Quite a long time ago now, I mentioned that we made a dream catcher for Beezus. I'm not the kind of person who ever owned a dream catcher. It's not that there is anything wrong with them, but there are certain Native American objects that new age people, I guess I include myself in that category, co-opted as part of their spirituality. Not that there is anything particularly wrong with that. I am a pluralist, and I believe that bringing in many spiritual practices is part of what makes American religion unique, and what works for our family. But I suppose the idea that people played at being Native American by hanging a dream catcher on a rearview mirror made me uncomfortable for a long time. Granted, I also lived in Arizona, which seems to be the place where dream catchers, turquoise, Kokopelli, and El Caminos go to die. And people come to dress up like cowboys and Indians. It is a strange place indeed.

At any rate, when Beezus began having nightmares and ending up in our bed a few months ago, I felt stumped on how to comfort her. Holding her all night was incredibly beautiful the first night. My baby still needs me. And I can give this to her. After that night, perhaps after a week, my numb arm, and bruised thighs needed a break. She needed a break. We both needed our sleep. I was plagued with nightmares and insomnia as a child. Being awake and afraid many nights is a terrible way to grow up. And I can only hold my children so long, they need to soothe themselves, and find their own path of turning their fears over to God, or the universe, or the angels, or the fairies, or whoever and whatever gives them comfort.

I did a little research for a ritual to help her manage her nightmares. I explain, which I always explain, how important sleep is to our health, how vital it is for our body to have its own space to rejuvenate. When I thought  about a dream catcher, I had to stop and wonder if this is reappropriating a Native ritual for something exploitative, but I came to a place of peace. This gift of the Lakota and Ojibwe people is this sacred object. We can use it to pretend we are Lakota, which we are not going to do, or we can use it for its intended purpose--to protect our sleeping children from nightmares. We treat it with deference as a sacred object.

The Ojibwe believed that the dreamcatchers filtered out the bad dreams, allowing only good dreams in through the hole, and slide down the feather into the child's dream. The bad dreams would evaporate in the light of the next day. Another way to see it is that the bad dreams drift up and through the hole, and the net keeps the good dreams around the child. Either way, it is supposed to allow only good dreams.

I made this object from simple instructions on the internet. There are a ton of places to find how-tos. I can't quite remember where I got the one I used. First thing we did was buy an embroidery hoop. Traditionally, dream catchers are made out of willow. The intention is for them to wither as the child grows and outgrows their need for a nightmare catcher. But I thought Beezus might like one that is pink. We also bought some pink, brown and white yarn for the web. The Chippewa think you should use red yarn. My photographs suck, I'm sorry.

To tie the yarn onto the hoop, and begin weaving.
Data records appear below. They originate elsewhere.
use async_trait::async_trait;

use super::headers::{AuthHeaders, API_KEY_HEADER, AUTHORIZATION_HEADER};
use super::oauth2::TokenAcquirer;
use crate::models::{AuthType, Source};
use crate::secrets::{Secret, SecretStore};

/// Produces the authentication headers for a request to one source.
/// Implementations never fail: an unavailable secret becomes `Secret::Missing`.
#[async_trait]
pub trait CredentialStrategy: Send + Sync {
    fn auth_type(&self) -> AuthType;

    async fn resolve(&self, source: &Source, secrets: &dyn SecretStore) -> AuthHeaders;
}

pub struct NoAuth;

#[async_trait]
impl CredentialStrategy for NoAuth {
    fn auth_type(&self) -> AuthType {
        AuthType::None
    }

    async fn resolve(&self, _source: &Source, _secrets: &dyn SecretStore) -> AuthHeaders {
        AuthHeaders::new()
    }
}

/// `apikey: <NAME>_API_KEY`
pub struct ApiKeyAuth {
    env_var: String,
}

impl ApiKeyAuth {
    pub fn new(env_var: impl Into<String>) -> Self {
        Self { env_var: env_var.into() }
    }

    pub fn for_source(source: &Source) -> Self {
        Self::new(source.env_var("API_KEY"))
    }
}

#[async_trait]
impl CredentialStrategy for ApiKeyAuth {
    fn auth_type(&self) -> AuthType {
        AuthType::Key
    }

    async fn resolve(&self, source: &Source, secrets: &dyn SecretStore) -> AuthHeaders {
        let key = Secret::lookup(secrets, &self.env_var);
        if key.is_missing() {
            tracing::warn!("No API key configured for {} ({} is not set)", source.name, self.env_var);
        }
        AuthHeaders::new().with(API_KEY_HEADER, key)
    }
}

/// `Authorization: Bearer <NAME>_TOKEN`
pub struct BearerAuth {
    env_var: String,
}

impl BearerAuth {
    pub fn new(env_var: impl Into<String>) -> Self {
        Self { env_var: env_var.into() }
    }

    pub fn for_source(source: &Source) -> Self {
        Self::new(source.env_var("TOKEN"))
    }
}

#[async_trait]
impl CredentialStrategy for BearerAuth {
    fn auth_type(&self) -> AuthType {
        AuthType::Bearer
    }

    async fn resolve(&self, source: &Source, secrets: &dyn SecretStore) -> AuthHeaders {
        let token = Secret::lookup(secrets, &self.env_var);
        if token.is_missing() {
            tracing::warn!("No bearer token configured for {} ({} is not set)", source.name, self.env_var);
        }
        AuthHeaders::new().with(AUTHORIZATION_HEADER, token.map(bearer))
    }
}

/// Names of the environment variables holding one OAuth2 client.
#[derive(Debug, Clone, PartialEq, Eq)]
pub struct OAuth2EnvVars {
    pub client_id: String,
    pub client_secret: String,
    pub token_url: String,
}

impl OAuth2EnvVars {
    pub fn with_prefix(prefix: &str) -> Self {
        Self {
            client_id: format!("{}_CLIENT_ID", prefix),
            client_secret: format!("{}_CLIENT_SECRET", prefix),
            token_url: format!("{}_TOKEN_URL", prefix),
        }
    }
}

/// Fetches a fresh client-credentials token for every request.
pub struct OAuth2Auth {
    vars: OAuth2EnvVars,
    acquirer: TokenAcquirer,
}

impl OAuth2Auth {
    pub fn new(vars: OAuth2EnvVars, acquirer: TokenAcquirer) -> Self {
        Self { vars, acquirer }
    }

    pub fn for_source(source: &Source, acquirer: TokenAcquirer) -> Self {
        Self::new(OAuth2EnvVars::with_prefix(&source.env_prefix()), acquirer)
    }

    pub fn vars(&self) -> &OAuth2EnvVars {
        &self.vars
    }

    async fn token(&self, source: &Source, secrets: &dyn SecretStore) -> Secret {
        let client_id = secrets.get(&self.vars.client_id);
        let client_secret = secrets.get(&self.vars.client_secret);
        let token_url = secrets.get(&self.vars.token_url);

        let (Some(client_id), Some(client_secret), Some(token_url)) =
            (client_id, client_secret, token_url)
        else {
            tracing::error!(
                "Failed to retrieve OAuth2 token for {}: {}, {} and {} must all be set",
                source.name,
                self.vars.client_id,
                self.vars.client_secret,
                self.vars.token_url
            );
            metrics::counter!("dealbot_oauth2_token_failures_total").increment(1);
            return Secret::Missing;
        };

        match self.acquirer.acquire(&client_id, &client_secret, &token_url).await {
            Ok(token) => Secret::Present(token.into_secret()),
            Err(e) => {
                tracing::error!("Failed to retrieve OAuth2 token for {}: {}", source.name, e);
                metrics::counter!("dealbot_oauth2_token_failures_total").increment(1);
                Secret::Missing
            }
        }
    }
}

#[async_trait]
impl CredentialStrategy for OAuth2Auth {
    fn auth_type(&self) -> AuthType {
        AuthType::OAuth2
    }

    async fn resolve(&self, source: &Source, secrets: &dyn SecretStore) -> AuthHeaders {
        let token = self.token(source, secrets).await;
        AuthHeaders::new().with(AUTHORIZATION_HEADER, token.map(bearer))
    }
}

fn bearer(token: String) -> String {
    format!("Bearer {}", token)
}
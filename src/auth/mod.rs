pub mod headers;
pub mod oauth2;
pub mod resolver;
pub mod strategy;

pub use headers::AuthHeaders;
pub use oauth2::{AccessToken, TokenAcquirer};
pub use resolver::CredentialResolver;
pub use strategy::{ApiKeyAuth, BearerAuth, CredentialStrategy, NoAuth, OAuth2Auth, OAuth2EnvVars};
You really need to cut a length of yarn, because you cannot weave your dream catcher with the ball. It is too big. So, first you tie, then you basically go under the hoop, over the top, and through the yarn hoop you just created. Leave some slack, but not too much. Try to leave an even amount of slack in each yarn hoop. Do this all the way around the hoop, when you get back to center, link to the first row.

Then you continue until you have gotten to the center. I used the last string to hang the feather, so it would have some weight. I haven't decided if that works or not.

We cut some other lengths of string to tie beads, and a feather on it. We told the story of the dream catcher to Beezus. We also made a dream pillow with lavender and rosemary.

Anyway, here is the final dream catcher. It hangs above her bed. Beatrice claims it helps her catch her bad dreams. Now, she just comes into bed in the middle of the night because she likes to be with everyone else, she says.


HereWeGoAJen said...

I love that! We are definitely going to have to do one of those. And I love that she still comes to your bed anyway.

Curls O Fred said...

You are very intentional with your children and what you create. You instill them with thoughtfulness and I love that about your projects with them. This is very beautiful. I hope her dreams are peaceful and beautiful.